What is being asked » For the entries below, repeat exactly each line starting with the one that contains "fn main() ->" and going on through the one that contains "let tui = matches!(cli.command, None", and no others.

Records shown »

============================================================

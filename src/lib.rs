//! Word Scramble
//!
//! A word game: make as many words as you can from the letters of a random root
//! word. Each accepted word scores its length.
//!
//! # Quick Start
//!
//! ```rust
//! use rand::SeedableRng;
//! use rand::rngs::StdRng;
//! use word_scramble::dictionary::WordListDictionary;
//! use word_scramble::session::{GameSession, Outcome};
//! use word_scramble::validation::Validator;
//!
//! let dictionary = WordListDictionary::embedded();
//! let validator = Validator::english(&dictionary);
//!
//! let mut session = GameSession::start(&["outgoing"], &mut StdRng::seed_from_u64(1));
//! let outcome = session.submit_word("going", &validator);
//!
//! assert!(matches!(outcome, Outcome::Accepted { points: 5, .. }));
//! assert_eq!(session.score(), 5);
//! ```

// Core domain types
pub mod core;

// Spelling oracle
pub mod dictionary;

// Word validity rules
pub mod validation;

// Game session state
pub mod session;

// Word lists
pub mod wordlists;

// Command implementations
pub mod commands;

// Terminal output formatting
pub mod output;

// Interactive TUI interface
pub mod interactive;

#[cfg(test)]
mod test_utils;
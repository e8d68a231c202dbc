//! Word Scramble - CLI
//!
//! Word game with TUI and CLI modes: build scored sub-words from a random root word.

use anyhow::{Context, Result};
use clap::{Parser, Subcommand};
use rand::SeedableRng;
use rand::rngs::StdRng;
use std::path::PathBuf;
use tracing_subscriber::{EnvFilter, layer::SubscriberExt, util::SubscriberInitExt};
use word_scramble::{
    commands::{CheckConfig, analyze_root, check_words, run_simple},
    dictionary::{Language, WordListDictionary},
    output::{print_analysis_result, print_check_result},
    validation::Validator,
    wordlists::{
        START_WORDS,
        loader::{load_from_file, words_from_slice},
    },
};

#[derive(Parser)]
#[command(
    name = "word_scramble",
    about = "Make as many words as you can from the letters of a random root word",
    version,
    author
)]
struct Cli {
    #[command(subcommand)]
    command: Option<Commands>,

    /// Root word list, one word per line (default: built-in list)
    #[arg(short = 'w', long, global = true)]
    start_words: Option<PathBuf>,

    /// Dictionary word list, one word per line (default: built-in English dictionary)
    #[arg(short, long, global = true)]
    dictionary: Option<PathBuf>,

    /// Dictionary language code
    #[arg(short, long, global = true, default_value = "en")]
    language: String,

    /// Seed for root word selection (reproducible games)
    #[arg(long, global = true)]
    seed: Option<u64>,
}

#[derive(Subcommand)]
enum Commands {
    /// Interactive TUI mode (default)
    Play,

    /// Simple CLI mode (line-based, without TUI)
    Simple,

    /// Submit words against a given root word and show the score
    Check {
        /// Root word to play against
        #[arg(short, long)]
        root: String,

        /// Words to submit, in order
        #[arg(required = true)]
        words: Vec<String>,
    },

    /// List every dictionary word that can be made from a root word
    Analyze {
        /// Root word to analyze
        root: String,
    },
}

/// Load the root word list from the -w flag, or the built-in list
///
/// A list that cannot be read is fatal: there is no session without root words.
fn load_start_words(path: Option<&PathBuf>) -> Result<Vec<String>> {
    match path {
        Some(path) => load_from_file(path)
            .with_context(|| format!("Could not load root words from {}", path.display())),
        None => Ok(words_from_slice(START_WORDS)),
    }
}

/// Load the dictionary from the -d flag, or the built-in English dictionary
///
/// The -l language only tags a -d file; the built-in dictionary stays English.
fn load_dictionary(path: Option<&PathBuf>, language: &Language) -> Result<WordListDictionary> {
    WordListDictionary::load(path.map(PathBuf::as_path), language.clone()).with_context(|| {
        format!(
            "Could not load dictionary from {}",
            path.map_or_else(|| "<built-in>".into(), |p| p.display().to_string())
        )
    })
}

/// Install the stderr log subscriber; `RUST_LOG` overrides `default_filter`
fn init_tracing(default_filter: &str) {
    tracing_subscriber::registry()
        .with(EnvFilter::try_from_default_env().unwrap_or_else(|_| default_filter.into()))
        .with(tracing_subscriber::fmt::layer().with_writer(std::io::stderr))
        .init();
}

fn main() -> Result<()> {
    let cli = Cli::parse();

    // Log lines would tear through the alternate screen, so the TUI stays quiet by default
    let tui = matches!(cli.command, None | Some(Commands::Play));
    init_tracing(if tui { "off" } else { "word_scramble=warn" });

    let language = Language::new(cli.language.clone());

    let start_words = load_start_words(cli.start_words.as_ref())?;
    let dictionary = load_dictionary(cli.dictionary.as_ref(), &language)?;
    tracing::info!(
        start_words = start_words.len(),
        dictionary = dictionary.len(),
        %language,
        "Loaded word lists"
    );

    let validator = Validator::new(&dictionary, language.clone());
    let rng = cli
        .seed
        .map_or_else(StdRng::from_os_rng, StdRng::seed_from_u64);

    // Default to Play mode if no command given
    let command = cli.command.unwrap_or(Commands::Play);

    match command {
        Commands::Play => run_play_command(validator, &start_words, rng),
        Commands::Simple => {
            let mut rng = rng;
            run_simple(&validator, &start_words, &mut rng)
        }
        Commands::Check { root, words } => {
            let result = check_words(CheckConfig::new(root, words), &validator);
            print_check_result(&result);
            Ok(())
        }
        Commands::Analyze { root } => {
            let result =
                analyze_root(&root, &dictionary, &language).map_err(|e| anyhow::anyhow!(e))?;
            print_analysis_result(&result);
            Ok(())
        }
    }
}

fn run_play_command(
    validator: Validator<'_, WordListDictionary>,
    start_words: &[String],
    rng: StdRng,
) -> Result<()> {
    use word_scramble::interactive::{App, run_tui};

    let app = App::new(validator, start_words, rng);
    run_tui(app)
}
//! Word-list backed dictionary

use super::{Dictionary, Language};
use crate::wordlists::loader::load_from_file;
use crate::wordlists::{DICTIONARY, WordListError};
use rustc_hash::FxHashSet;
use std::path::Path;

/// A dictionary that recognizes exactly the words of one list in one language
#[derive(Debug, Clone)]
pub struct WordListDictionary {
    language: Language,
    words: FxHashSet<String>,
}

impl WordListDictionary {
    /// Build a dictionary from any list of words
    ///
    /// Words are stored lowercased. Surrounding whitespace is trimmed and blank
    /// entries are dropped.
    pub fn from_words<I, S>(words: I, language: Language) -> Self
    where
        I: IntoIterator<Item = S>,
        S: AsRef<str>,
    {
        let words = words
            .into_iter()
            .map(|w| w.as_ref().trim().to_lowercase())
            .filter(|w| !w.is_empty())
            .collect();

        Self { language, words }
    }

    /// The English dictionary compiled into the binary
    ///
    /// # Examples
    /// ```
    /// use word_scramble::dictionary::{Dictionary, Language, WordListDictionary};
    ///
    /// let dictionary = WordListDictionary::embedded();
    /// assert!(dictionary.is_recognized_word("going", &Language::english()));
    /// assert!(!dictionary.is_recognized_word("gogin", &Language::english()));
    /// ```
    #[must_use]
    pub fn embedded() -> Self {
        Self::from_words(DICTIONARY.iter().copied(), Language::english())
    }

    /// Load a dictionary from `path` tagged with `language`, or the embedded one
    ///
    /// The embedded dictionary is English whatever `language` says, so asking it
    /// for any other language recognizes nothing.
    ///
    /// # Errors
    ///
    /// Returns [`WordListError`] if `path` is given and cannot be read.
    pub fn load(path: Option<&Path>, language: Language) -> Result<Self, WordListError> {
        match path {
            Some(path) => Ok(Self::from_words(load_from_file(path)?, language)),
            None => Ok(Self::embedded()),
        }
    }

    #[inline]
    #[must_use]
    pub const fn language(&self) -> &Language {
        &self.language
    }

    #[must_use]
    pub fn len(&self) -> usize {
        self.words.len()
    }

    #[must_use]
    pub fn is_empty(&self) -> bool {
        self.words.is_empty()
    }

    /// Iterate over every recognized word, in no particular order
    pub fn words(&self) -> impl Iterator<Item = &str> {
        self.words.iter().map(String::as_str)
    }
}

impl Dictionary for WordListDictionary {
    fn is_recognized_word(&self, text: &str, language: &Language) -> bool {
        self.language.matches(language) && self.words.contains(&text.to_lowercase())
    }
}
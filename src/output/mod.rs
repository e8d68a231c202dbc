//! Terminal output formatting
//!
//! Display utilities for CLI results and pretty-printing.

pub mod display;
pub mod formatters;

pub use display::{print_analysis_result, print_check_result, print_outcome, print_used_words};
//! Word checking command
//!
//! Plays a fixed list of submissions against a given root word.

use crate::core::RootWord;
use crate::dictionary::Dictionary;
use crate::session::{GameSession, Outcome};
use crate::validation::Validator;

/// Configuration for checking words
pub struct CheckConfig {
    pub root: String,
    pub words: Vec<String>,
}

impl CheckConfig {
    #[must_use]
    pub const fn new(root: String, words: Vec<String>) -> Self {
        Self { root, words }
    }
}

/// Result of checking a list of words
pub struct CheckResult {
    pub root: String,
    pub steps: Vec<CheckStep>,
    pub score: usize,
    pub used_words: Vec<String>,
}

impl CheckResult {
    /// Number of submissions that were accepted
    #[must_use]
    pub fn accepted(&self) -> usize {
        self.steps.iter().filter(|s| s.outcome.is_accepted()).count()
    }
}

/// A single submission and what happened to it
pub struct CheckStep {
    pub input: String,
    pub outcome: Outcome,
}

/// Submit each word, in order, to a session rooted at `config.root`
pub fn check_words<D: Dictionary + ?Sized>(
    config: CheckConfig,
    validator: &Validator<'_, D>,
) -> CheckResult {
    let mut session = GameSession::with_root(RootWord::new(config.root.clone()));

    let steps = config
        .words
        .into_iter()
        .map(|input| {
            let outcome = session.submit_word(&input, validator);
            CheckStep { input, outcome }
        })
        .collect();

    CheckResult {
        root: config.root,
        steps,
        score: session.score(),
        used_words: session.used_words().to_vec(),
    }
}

============================================================

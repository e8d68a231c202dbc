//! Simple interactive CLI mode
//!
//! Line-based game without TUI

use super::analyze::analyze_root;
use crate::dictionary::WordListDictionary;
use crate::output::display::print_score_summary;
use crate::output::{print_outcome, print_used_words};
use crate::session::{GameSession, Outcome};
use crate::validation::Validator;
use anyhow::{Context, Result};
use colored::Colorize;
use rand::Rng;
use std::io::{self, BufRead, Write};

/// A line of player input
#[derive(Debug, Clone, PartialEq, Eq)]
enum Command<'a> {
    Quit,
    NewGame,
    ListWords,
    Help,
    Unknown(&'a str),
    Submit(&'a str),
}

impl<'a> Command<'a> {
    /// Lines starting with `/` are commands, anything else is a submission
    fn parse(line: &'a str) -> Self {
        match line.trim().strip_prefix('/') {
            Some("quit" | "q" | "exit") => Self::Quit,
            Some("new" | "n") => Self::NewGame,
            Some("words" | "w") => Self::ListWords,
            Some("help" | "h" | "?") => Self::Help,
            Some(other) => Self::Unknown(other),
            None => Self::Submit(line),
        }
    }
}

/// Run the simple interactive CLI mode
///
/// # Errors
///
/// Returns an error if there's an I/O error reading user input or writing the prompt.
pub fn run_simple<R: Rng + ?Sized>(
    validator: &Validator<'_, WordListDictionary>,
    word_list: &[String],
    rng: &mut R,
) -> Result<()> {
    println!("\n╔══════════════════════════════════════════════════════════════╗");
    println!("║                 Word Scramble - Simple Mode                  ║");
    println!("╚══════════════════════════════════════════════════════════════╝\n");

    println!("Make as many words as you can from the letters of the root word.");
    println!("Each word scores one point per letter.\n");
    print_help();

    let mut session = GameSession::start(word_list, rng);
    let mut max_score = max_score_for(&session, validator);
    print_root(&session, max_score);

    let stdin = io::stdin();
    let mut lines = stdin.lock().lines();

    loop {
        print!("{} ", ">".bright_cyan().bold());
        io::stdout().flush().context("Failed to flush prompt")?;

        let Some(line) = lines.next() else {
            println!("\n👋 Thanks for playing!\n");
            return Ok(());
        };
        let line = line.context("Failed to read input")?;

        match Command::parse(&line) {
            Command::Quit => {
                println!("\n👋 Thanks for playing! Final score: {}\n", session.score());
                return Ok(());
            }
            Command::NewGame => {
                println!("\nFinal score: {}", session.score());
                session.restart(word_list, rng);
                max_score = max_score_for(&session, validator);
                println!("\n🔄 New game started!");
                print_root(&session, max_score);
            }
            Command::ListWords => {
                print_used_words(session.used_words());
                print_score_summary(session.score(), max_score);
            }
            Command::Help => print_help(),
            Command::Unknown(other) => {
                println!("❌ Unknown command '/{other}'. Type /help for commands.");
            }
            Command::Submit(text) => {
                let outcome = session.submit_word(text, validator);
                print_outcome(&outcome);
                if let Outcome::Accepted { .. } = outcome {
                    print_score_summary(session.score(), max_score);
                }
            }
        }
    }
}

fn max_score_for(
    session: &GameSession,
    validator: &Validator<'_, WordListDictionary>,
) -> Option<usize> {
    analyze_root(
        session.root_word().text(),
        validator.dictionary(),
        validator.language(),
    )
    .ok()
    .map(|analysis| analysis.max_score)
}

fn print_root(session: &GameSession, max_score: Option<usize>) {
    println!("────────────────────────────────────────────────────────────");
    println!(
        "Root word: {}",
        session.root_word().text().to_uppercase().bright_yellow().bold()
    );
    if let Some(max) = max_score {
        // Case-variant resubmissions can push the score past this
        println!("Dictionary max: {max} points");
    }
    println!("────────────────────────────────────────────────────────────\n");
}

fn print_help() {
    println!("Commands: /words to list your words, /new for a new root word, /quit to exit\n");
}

============================================================

Exercise answer »
fn main() -> Result<()> {
    let cli = Cli::parse();

    // Log lines would tear through the alternate screen, so the TUI stays quiet by default
    let tui = matches!(cli.command, None | Some(Commands::Play));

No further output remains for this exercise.